# Calculating induced drag on Tapered Wing

Tags:
1. Nov 2, 2014

### ChimM

1. The problem statement, all variables and given/known data
When Cl = 0.9, find the difference in induced drag for a rectangular wing of 36-ft. span and 6-ft. chord and a tapered wing of the same area, the tapered wing having a 6-ft. chord at the root, the leading and trailing edges being tangent to a circle of 2-ft. radius at the tip, and the fuselage being 3 ft. wide. The airspeed is 100 miles
per hour.

---From that question, I have been able to calculate the induced drag for the rectangular wing. How can I solve the average chord of the tapered wing by this,"the tapered wing having a 6-ft. chord at the root, the leading and trailing edges being tangent to a circle of 2-ft. radius at the tip, and the fuselage being 3 ft. wide".

2. Nov 2, 2014

### SteamKing

Staff Emeritus
Well, making a sketch of the wing layout would be a big help here.

You are given the wing span, the width of the fuselage (the thingy in the middle to which the wings are attached), and the width of the root chord.

The layout of the wing tips is a little trickier, but basically, on your sketch, lay out a circle of radius = 2 feet such that the center of the circle lies at the mid-chord line of the wing plan. The leading and trailing edges of the wing will connect the ends of the root chord and be tangent to this circle.

3. Nov 2, 2014

### ChimM

I'm still confused. Am I doing it right? Manually, how can compute for it. Attached here is the illustration of the given data.

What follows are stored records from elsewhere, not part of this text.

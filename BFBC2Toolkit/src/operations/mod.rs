//! High-level toolkit operations
//!
//! These tie the file format engine, the external interpreter and the
//! session state together the way the toolkit's commands use them.

pub mod cleanup;
pub mod dbx;
pub mod fbrb;

pub use cleanup::{CleanupReport, JUNK_FILES, cleanup};
pub use dbx::convert_dbx;
pub use fbrb::{archive, archive_with_progress, extract, extract_with_progress};
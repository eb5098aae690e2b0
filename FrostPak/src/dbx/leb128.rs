//! Unsigned LEB128 varints used for DBX string indices and counts

use std::io::Read;

use byteorder::ReadBytesExt;

use crate::error::{Error, Result};

/// Read an unsigned LEB128 value.
///
/// Bits past the 64th are dropped rather than rejected.
pub(crate) fn read_leb128<R: Read>(reader: &mut R) -> Result<u64> {
    let mut result = 0u64;
    let mut shift = 0u32;
    loop {
        let byte = reader.read_u8().map_err(|_| Error::UnexpectedEof)?;
        if shift < 64 {
            result |= u64::from(byte & 0x7F) << shift;
        }
        shift += 7;
        if byte & 0x80 == 0 {
            return Ok(result);
        }
    }
}

/// Append an unsigned LEB128 value.
pub(crate) fn write_leb128(out: &mut Vec<u8>, mut value: u64) {
    loop {
        let byte = (value & 0x7F) as u8;
        value >>= 7;
        if value == 0 {
            out.push(byte);
            return;
        }
        out.push(byte | 0x80);
    }
}

#[cfg(test)]
mod tests {
    use super::*;

    #[test]
    fn test_known_encodings() {
        let mut out = Vec::new();
        write_leb128(&mut out, 0);
        write_leb128(&mut out, 127);
        write_leb128(&mut out, 128);
        write_leb128(&mut out, 300);
        assert_eq!(out, [0x00, 0x7F, 0x80, 0x01, 0xAC, 0x02]);

        let mut cursor = out.as_slice();
        assert_eq!(read_leb128(&mut cursor).unwrap(), 0);
        assert_eq!(read_leb128(&mut cursor).unwrap(), 127);
        assert_eq!(read_leb128(&mut cursor).unwrap(), 128);
        assert_eq!(read_leb128(&mut cursor).unwrap(), 300);
    }

    #[test]
    fn test_truncated_value() {
        let mut cursor: &[u8] = &[0x80];
        assert!(matches!(read_leb128(&mut cursor), Err(Error::UnexpectedEof)));
    }
}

Hoping for your kind clarifications.. Thank you..

#### Attached Files:

• ###### tip chord.JPG
File size:
22.3 KB
Views:
257
Last edited: Nov 2, 2014
4. Nov 3, 2014

### SteamKing

Staff Emeritus
It's clear from your diagram that you are having trouble understanding how an airplane looks in plan view.

The fuselage is the body of the airplane, which is occupied by passengers and/or cargo. It's the structure to which the wings are attached. In other words, the wings stick out from the sides of the fuselage.

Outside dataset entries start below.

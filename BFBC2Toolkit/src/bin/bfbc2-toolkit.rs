fn main() -> anyhow::Result<()> {
    bfbc2_toolkit::cli::run_cli()
}
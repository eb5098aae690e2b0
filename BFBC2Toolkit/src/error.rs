//! Error types for the toolkit

use std::path::PathBuf;

use thiserror::Error;

#[derive(Error, Debug)]
pub enum Error {
    #[error("FrostPak error: {0}")]
    FrostPak(#[from] frostpak::Error),

    #[error("IO error: {0}")]
    Io(#[from] std::io::Error),

    #[error("JSON error: {0}")]
    Json(#[from] serde_json::Error),

    #[error("File path is null or empty!")]
    EmptyPath,

    #[error("No extracted data is loaded")]
    NoDataLoaded,

    #[error("Failed to launch {}: {source}", .interpreter.display())]
    PythonLaunch {
        interpreter: PathBuf,
        source: std::io::Error,
    },

    #[error(
        "{} exited with {}",
        .script.display(),
        .code.map_or_else(|| String::from("a signal"), |c| format!("code {c}"))
    )]
    ProcessFailed { script: PathBuf, code: Option<i32> },

    #[error("Walk error: {0}")]
    WalkDir(#[from] walkdir::Error),
}

pub type Result<T> = std::result::Result<T, Error>;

The wingspan is the total distance measured from wing tip to wing tip, and this distance runs perpendicular to the centerline of the fuselage.

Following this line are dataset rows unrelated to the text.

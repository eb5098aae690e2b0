//! Path utilities

use std::path::{Path, PathBuf};

/// Normalize path separators to forward slashes (for FBRB entry names)
pub fn normalize_path<P: AsRef<Path>>(path: P) -> String {
    path.as_ref().to_string_lossy().replace('\\', "/")
}

/// Get relative path and normalize separators
pub fn relative_path<P: AsRef<Path>>(path: P, base: P) -> Option<String> {
    path.as_ref()
        .strip_prefix(base.as_ref())
        .ok()
        .map(normalize_path)
}

/// Prefix absolute Windows paths with `\\?\` so deep archive trees stay
/// below the `MAX_PATH` limit. Other platforms get the path back unchanged.
#[cfg(windows)]
pub fn long_path<P: AsRef<Path>>(path: P) -> PathBuf {
    const PREFIX: &str = r"\\?\";

    let path = path.as_ref();
    let text = path.to_string_lossy();
    if text.is_empty() || text.starts_with(PREFIX) || !path.is_absolute() {
        return path.to_path_buf();
    }
    // Verbatim paths skip normalization, so separators must be backslashes
    PathBuf::from(format!("{PREFIX}{}", text.replace('/', "\\")))
}

/// Prefix absolute Windows paths with `\\?\` so deep archive trees stay
/// below the `MAX_PATH` limit. Other platforms get the path back unchanged.
#[cfg(not(windows))]
pub fn long_path<P: AsRef<Path>>(path: P) -> PathBuf {
    path.as_ref().to_path_buf()
}

#[cfg(test)]
mod tests {
    use super::*;

    #[test]
    fn test_normalize_path() {
        assert_eq!(normalize_path("levels\\mp_001\\terrain.res"), "levels/mp_001/terrain.res");
    }

    #[test]
    fn test_relative_path() {
        let rel = relative_path(Path::new("/data/a FbRB/b/c.dbx"), Path::new("/data/a FbRB"));
        assert_eq!(rel.as_deref(), Some("b/c.dbx"));
        assert_eq!(relative_path(Path::new("/x/y"), Path::new("/z")), None);
    }

    #[cfg(not(windows))]
    #[test]
    fn test_long_path_is_identity() {
        assert_eq!(long_path("/tmp/a"), PathBuf::from("/tmp/a"));
    }
}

This diagram might help envision the wing layout rather than using wordy explanations:

Instead of having the wing tips squared off as shown in the diagram above, lay out a circle of radius = 2 feet such that the center of the circle lies at the mid-chord line of the wing plan. The leading and trailing edges of the wing will connect the ends of the root chord and be tangent to this circle. You could probably use a lot of math to calculate these intersections, but making a simple sketch to scale on a piece of paper would be quicker and more accurate.

5. Nov 3, 2014

### ChimM

Thanks a lot! I got the answer! :)

6. Nov 3, 2014

### ChimM

Hi, i'm here again. I have been able to solve the problem by using AutoCAD. I also searched for computations and calculations of the chord created by the tangential lines, unfortunately, i haven't seen any. Please help me to solve the chord at the tip :(

7. Nov 3, 2014

### rcgldr

You didn't mention what formula(s) you're using to calculate induced drag. The formula is probably simplified to ignore issues like tip and trailing edge vortices.

8. Nov 3, 2014

### ChimM

Di = [(Coefficient of lift)^2 (density at SSLC/2) (span) (velocity in ft/s)^2] / (pi x AR)

Wherein AR = b/c
For tapered wing, (Root chord + tip chord) / 2

I'm having a hard time to calculate for the tip chord.[/SUB][/SUB]

9. Nov 4, 2014

### rcgldr

Hint - one way to calculate average chord length is to divide the area of a section by it's span.

10. Nov 4, 2014

### ChimM

But, on the tapered, there's no given data for span :(

11. Nov 4, 2014

### rcgldr

The problem states that the tapered wing has the same area as the rectangular wing, so the total area is known. You also know that the root is 6 feet, the tip is 4 feet, with a 2 foot radius semi-circle attached to each tip. You can calculate the area of a semi circle based on it's 2 foot radius. Then subtract that from the total area (per wing), to get the area for the trapezoid portion of the wing, then use the formula for trapezoid area to get the span of the trapezoid portion of each wing. Then the total span for each wing equals the trapezoid portion plus the 2 foot radius of the semi-circle at the wing tip.

Last edited: Nov 4, 2014
12. Nov 4, 2014

### ChimM

Wow! Thanks for that! I got it. I was confused for the usage of the given data about the fuselage. Anyway, I used 3.82 instead of 4 for the tip of the chord. Because of the tangential line. Is that okay? But the area of the circle will also change. Do I need to stick with 4ft tip?

Here is my solution:

Wing area = 216
Root chord = 6
Tip chord = 3.82

Area of the sector = 7.4814

Area of trapezoid = 216 - 7.4814 = 208.5186
Altitude of the trapezoid as the wing span = 42.3625 + 2 ft radius = 44.3625

THANKSSSS!! :)

Last edited: Nov 4, 2014
13. Nov 4, 2014

### rcgldr

The problem states it's a 2 foot radius circle. It doesn't state how the wing tapers, so you could assume it tapers equally from the leading and trailing edges, so the chord at the base of the semi-circle would be 4 feet. Normally, a "wing span" includes the diameter of the fuselage, but the wing area does not.

14. Nov 4, 2014

### ChimM

Okay. Thanks for the information :)

Hmm, one more thing.

Aspect ratio = wing span / chord or Aspect ratio = wing span ^2 / wing area

Which do I need to use in terms of exact computation? Because using both computation has a minimal difference on Drag. But for the computation of Coefficient of induced Drag, difference in decimal value matters.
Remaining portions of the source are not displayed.